Where a line holds the word "SurfaceRect", copy that line from the data below.

[[ Source material, beginning ]]

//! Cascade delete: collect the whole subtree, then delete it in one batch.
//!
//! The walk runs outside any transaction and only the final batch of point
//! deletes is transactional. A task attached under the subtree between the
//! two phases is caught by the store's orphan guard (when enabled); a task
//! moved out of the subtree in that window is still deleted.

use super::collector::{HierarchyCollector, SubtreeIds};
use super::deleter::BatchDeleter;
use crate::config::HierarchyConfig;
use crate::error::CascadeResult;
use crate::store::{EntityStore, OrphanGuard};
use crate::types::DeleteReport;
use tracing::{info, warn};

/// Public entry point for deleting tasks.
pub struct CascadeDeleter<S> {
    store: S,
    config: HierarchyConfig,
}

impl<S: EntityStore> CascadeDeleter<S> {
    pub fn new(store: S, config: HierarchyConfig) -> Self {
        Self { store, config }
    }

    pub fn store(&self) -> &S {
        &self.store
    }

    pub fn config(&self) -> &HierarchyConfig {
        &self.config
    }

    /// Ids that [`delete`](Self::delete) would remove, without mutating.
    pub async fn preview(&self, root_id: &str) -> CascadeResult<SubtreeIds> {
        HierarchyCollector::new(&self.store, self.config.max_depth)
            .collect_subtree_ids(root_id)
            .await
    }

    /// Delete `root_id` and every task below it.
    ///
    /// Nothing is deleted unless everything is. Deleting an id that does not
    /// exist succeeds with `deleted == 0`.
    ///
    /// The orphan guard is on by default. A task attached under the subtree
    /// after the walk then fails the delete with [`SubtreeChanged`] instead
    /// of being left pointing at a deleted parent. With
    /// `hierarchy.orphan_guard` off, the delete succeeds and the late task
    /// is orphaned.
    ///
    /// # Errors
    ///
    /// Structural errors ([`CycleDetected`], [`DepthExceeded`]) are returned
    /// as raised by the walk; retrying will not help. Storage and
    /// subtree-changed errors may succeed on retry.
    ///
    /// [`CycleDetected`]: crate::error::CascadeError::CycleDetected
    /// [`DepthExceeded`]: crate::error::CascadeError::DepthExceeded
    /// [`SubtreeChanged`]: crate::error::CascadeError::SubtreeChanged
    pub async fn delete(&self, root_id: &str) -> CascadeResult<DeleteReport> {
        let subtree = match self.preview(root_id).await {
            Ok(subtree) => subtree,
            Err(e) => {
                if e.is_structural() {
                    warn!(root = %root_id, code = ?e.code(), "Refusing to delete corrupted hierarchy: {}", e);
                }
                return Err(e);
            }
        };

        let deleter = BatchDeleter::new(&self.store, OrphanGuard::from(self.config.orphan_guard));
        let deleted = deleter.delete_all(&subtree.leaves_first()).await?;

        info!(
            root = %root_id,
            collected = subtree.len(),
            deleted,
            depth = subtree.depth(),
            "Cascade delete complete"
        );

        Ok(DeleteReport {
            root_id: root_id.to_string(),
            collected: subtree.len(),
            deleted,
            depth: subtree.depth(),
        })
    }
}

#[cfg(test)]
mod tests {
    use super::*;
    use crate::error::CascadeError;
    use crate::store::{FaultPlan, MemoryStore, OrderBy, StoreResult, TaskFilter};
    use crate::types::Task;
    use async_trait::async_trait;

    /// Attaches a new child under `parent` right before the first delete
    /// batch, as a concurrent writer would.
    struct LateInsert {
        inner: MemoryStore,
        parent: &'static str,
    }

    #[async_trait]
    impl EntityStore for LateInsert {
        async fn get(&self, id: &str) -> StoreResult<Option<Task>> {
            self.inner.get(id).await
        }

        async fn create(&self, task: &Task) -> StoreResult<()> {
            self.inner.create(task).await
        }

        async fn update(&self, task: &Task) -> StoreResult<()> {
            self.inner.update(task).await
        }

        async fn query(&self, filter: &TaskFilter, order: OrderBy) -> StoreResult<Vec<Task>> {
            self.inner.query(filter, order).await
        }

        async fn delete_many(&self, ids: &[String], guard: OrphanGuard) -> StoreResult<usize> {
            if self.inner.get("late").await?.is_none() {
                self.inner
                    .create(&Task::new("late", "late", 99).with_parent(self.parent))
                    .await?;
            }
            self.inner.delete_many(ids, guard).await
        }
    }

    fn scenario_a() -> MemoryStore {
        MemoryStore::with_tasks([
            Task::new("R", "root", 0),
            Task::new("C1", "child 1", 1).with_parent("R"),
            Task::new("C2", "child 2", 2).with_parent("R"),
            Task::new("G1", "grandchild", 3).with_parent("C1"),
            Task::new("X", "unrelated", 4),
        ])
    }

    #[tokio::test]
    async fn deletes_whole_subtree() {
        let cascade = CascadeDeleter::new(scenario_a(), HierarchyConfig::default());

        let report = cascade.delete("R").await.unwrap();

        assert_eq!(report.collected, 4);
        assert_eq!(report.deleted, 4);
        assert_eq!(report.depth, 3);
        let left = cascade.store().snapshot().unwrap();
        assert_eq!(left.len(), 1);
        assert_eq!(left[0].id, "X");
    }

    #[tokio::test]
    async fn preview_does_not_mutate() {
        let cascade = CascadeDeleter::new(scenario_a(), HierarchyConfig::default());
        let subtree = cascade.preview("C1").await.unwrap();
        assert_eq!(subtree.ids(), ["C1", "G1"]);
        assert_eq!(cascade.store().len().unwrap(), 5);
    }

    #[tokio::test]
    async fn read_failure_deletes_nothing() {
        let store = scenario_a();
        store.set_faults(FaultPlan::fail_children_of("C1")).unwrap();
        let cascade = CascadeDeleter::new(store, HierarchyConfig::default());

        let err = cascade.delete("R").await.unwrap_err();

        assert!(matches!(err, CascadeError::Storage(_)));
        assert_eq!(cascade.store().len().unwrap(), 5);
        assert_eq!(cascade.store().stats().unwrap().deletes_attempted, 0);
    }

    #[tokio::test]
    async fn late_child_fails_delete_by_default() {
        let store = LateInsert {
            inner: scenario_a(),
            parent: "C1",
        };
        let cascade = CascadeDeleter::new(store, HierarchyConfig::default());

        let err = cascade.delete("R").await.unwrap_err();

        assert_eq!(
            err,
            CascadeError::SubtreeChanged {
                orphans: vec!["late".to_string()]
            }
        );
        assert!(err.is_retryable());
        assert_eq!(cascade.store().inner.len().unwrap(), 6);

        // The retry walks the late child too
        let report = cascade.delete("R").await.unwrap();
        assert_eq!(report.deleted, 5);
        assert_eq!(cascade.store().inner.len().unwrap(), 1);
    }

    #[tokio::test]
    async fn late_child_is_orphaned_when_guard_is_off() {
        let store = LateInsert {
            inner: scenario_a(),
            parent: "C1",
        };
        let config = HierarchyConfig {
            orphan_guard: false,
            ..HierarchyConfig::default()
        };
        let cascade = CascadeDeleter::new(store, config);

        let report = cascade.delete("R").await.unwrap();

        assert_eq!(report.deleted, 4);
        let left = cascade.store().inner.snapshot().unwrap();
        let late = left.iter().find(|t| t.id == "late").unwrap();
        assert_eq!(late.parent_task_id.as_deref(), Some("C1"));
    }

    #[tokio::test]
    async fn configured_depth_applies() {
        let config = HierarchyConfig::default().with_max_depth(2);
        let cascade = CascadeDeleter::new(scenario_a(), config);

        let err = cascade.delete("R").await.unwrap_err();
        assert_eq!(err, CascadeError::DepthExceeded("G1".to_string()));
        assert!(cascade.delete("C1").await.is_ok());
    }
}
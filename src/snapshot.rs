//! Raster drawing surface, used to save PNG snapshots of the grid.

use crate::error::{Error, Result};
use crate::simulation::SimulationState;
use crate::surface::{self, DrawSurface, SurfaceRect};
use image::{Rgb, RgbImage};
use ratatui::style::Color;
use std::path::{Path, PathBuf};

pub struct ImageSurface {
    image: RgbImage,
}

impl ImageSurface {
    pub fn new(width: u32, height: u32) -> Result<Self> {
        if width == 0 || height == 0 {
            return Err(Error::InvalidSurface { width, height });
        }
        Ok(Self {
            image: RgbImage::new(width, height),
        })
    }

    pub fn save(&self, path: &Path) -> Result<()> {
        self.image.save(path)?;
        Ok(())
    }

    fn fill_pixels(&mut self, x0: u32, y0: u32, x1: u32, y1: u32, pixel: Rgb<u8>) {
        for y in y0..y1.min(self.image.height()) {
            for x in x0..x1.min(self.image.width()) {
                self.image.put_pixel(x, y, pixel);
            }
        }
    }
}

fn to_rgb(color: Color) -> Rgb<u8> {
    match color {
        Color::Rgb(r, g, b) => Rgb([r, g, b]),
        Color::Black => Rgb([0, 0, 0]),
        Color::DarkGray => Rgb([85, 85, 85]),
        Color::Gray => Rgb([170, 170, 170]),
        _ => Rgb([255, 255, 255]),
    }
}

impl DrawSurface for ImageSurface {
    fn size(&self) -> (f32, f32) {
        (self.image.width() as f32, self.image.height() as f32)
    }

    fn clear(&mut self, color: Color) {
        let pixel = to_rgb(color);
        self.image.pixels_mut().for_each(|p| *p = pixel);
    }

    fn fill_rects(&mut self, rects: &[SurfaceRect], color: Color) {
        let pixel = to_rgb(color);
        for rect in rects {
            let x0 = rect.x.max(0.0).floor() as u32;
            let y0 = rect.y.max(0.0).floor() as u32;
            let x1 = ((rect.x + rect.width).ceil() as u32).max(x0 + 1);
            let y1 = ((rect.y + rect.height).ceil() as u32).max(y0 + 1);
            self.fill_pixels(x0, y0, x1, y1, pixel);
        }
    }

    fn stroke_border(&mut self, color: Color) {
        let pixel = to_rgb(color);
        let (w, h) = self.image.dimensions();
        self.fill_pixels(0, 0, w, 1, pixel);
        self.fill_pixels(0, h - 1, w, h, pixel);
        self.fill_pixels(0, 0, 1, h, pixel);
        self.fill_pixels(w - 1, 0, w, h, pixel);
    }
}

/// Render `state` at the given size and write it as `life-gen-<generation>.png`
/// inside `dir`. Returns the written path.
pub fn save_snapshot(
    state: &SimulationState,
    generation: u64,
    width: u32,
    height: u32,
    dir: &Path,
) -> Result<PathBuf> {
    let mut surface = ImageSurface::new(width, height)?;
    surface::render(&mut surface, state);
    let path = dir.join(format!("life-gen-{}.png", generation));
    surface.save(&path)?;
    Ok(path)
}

[[ Source material, end ]]

Answer box:
use crate::surface::{self, DrawSurface, SurfaceRect};
    fn fill_rects(&mut self, rects: &[SurfaceRect], color: Color) {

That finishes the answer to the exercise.